Liz restrained herself from intervening, just for a moment, watching to see what he would do. Kid did not disappoint. He walked over toward a shelf full of glossy, hardcover art books and reached for one. The re-arrangement of the entire five-tiered shelf was imminent. Liz figured that she had better do something about that. She didn't want them to get kicked out of the store before she'd had the chance to buy her posters. "_Patti,_" Liz hissed.

"Aye-aye!" Patti saluted, then immediately set to work unsolving the rubick's cube again. Her fingers flew across it, wrecking all of the work that Kid had done, pulling apart the uniform sides of the cube and re-painting each surface with her own particular brand of colorful chaos. She laughed, probably because it was fun. When the cube was well and thoroughly messed up again, Patti tapped Kid on the shoulder and handed it back to him. He took the cube in his hands and began correcting it again, forgetting all about the bookshelf in an instant. With something to concentrate on, he immediately seemed back in control of himself.

They paid for their posters and left the museum together. Liz carried the rolled-up posters proudly in her arms as she led Patti and Kid down a broad, busy street. Then something in a store window caught the corner of her eye. She turned her head, and saw a wall of television sets, facing the street, displaying news footage of snarled traffic downtown and the smoking wreckage of the Golden Gate Bridge that was the source of the delays. She winced at the sight of their own handiwork being broadcast on what appeared to be a national news channel.

"Ooooooh, we're gonna be in so much trouble when we get back," Patti said, having spotted the television screens. "Sooooo much trouble!"

"Oh well. Whatever," Liz said. She didn't care if Kid's father reprimanded them in his decidedly non-threatening way, or even if he confiscated the souls that she and Patti had eaten. Those particular souls hadn't even tasted that great, anyway. What did matter, to Liz, was the strange and unshakeable feeling that despite everything – despite the destroyed bridge, the lingering horror of the fight, and the rather bland-tasting souls that had been her and sister's only rewards – she still felt, somehow, as if the mission had been a complete triumph.

And that wasn't _just _because she'd finally gotten to see real, genuine Matisse original.

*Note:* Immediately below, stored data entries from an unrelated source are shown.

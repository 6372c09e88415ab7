//! Background Tasks Module
//!
//! Contains background tasks that run periodically while the explorer is up.
//!
//! # Tasks
//! - Cache sweep: removes stale response cache entries every interval

mod reaper;

pub(crate) use reaper::spawn_reap_task;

Liz turned toward Kid, suddenly afraid that she would find him kneeling on the ground and beating at his own head, like he had last night after the bridge had collapsed. Blaming himself, as usual. But, amazingly, Kid wasn't making with his usual display of histrionic self-loathing. Instead, he was standing beside Patti, calm and cool as ice, his concentration still focused on the plastic toy in his hands. He was most pointedly ignoring the television screens blaring at them.

He apparently noticed her staring at him. With what seemed like a great effort, he tore his eyes away from the rubick's cube and looked up, meeting her gaze. "What?"

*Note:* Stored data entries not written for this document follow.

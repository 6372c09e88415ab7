//! Response Cache Module
//!
//! Expiring key-value store that sits between the command layer and the network.
//! Entries are swept in batches by a background task rather than expiring on read.

use std::collections::HashMap;
use std::sync::Arc;
use std::time::Duration;

use tokio::runtime::Handle;
use tokio::sync::Mutex;
use tokio::task::JoinHandle;
use tracing::debug;

use crate::cache::CacheEntry;
use crate::error::{PokedexError, Result};
use crate::tasks::spawn_reap_task;

/// Entry map shared between the cache handle and its sweep task.
pub(crate) type SharedEntries = Arc<Mutex<HashMap<String, CacheEntry>>>;

// == Response Cache ==
/// Time-expiring cache of raw response payloads keyed by request URL.
///
/// Every operation, including the sweep, goes through one lock over the whole map.
/// The sweep task lives as long as the cache: it stops on [`ResponseCache::shutdown`]
/// or when the cache is dropped. Share the cache between tasks with an `Arc`.
#[derive(Debug)]
pub struct ResponseCache {
    /// Key-value storage
    entries: SharedEntries,
    /// Sweep cadence and staleness threshold
    interval: Duration,
    /// Background sweep task
    reaper: JoinHandle<()>,
}

impl ResponseCache {
    // == Constructor ==
    /// Creates a new cache and starts its background sweep.
    ///
    /// # Arguments
    /// * `interval` - How often the sweep runs, and how old an entry may get
    ///   before a sweep removes it
    ///
    /// # Errors
    /// * `InvalidInterval` if `interval` is zero
    /// * `NoRuntime` if called outside a tokio runtime
    pub fn new(interval: Duration) -> Result<Self> {
        if interval.is_zero() {
            return Err(PokedexError::InvalidInterval(interval));
        }
        Handle::try_current().map_err(|_| PokedexError::NoRuntime)?;

        let entries: SharedEntries = Arc::new(Mutex::new(HashMap::new()));
        let reaper = spawn_reap_task(Arc::clone(&entries), interval);

        Ok(Self {
            entries,
            interval,
            reaper,
        })
    }

    // == Add ==
    /// Stores a copy of `value` under `key`, replacing any previous entry.
    ///
    /// Overwriting resets the entry's age.
    pub async fn add(&self, key: impl Into<String>, value: &[u8]) {
        let key = key.into();
        let entry = CacheEntry::new(value);

        let mut entries = self.entries.lock().await;
        entries.insert(key, entry);
    }

    // == Get ==
    /// Returns a copy of the payload stored under `key`.
    ///
    /// An entry is returned for as long as it is in the map, even if it is
    /// already older than the interval and waiting for the next sweep.
    pub async fn get(&self, key: &str) -> Option<Vec<u8>> {
        let entries = self.entries.lock().await;
        entries.get(key).map(|entry| entry.value().to_vec())
    }

    // == Length ==
    /// Returns the current number of entries.
    pub async fn len(&self) -> usize {
        self.entries.lock().await.len()
    }

    /// Returns true if the cache holds no entries.
    pub async fn is_empty(&self) -> bool {
        self.entries.lock().await.is_empty()
    }

    /// Returns the configured interval.
    pub fn interval(&self) -> Duration {
        self.interval
    }

    /// Returns true while the sweep task is alive.
    pub fn is_running(&self) -> bool {
        !self.reaper.is_finished()
    }

    // == Shutdown ==
    /// Stops the background sweep. Stored entries stay readable but no longer expire.
    pub fn shutdown(&self) {
        if !self.reaper.is_finished() {
            debug!("Stopping response cache sweep");
            self.reaper.abort();
        }
    }
}

impl Drop for ResponseCache {
    fn drop(&mut self) {
        self.reaper.abort();
    }
}

// == Remove Stale ==
/// Removes every entry older than `max_age`.
///
/// Returns the number of entries removed.
pub(crate) fn remove_stale(entries: &mut HashMap<String, CacheEntry>, max_age: Duration) -> usize {
    let before = entries.len();
    entries.retain(|_, entry| !entry.is_stale(max_age));
    before - entries.len()
}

"I was just wondering," she said. "If you really won't ever like the Matisse."

"Why should I? It's hideous."

"Why is it hideous?"

"It's asymmetrical."

"So just because something is asymmetrical, it can't be beautiful?"

"Absolutely not," he said, sternly. "That's not true. I never said that."

"Oh _really, _now."

"I mean it." There was something unreadable but undeniably intense in his steady, unwavering gaze. "I swear. The two most beautiful souls that I've ever seen are completely asymmetrical."

Liz suddenly felt her voice die in her throat. Even Patti stared at Kid and didn't laugh.

"But that painting is still hideous," Kid continued, a bit too quickly. "I mean, seriously, Liz. That poor woman has green skin. And her _hat_…" He made a face. "And the less said about the Stella, the better."

Liz finally recovered her voice. She even managed to sniff haughtily. "Like you would know," she said. "I don't have to listen to the opinion of someone who thinks that two strokes of bad fakey-Chinese calligraphy on a white square canvas is the height of artistic awesome."

"Fine then. You don't have to look at my paintings, and I don't have to look at your paintings, and then we can all be happy," Kid said.

Liz grinned at him. "Mutual artistic loathing?"

"_Balance, _Liz. This is also a type of balance."

"You mean 'compromise.'"

"They're kind of the same thing."

"Yay! We're balanced!" Patti threw her arms into the air. "Whoo-hoo! Balance!"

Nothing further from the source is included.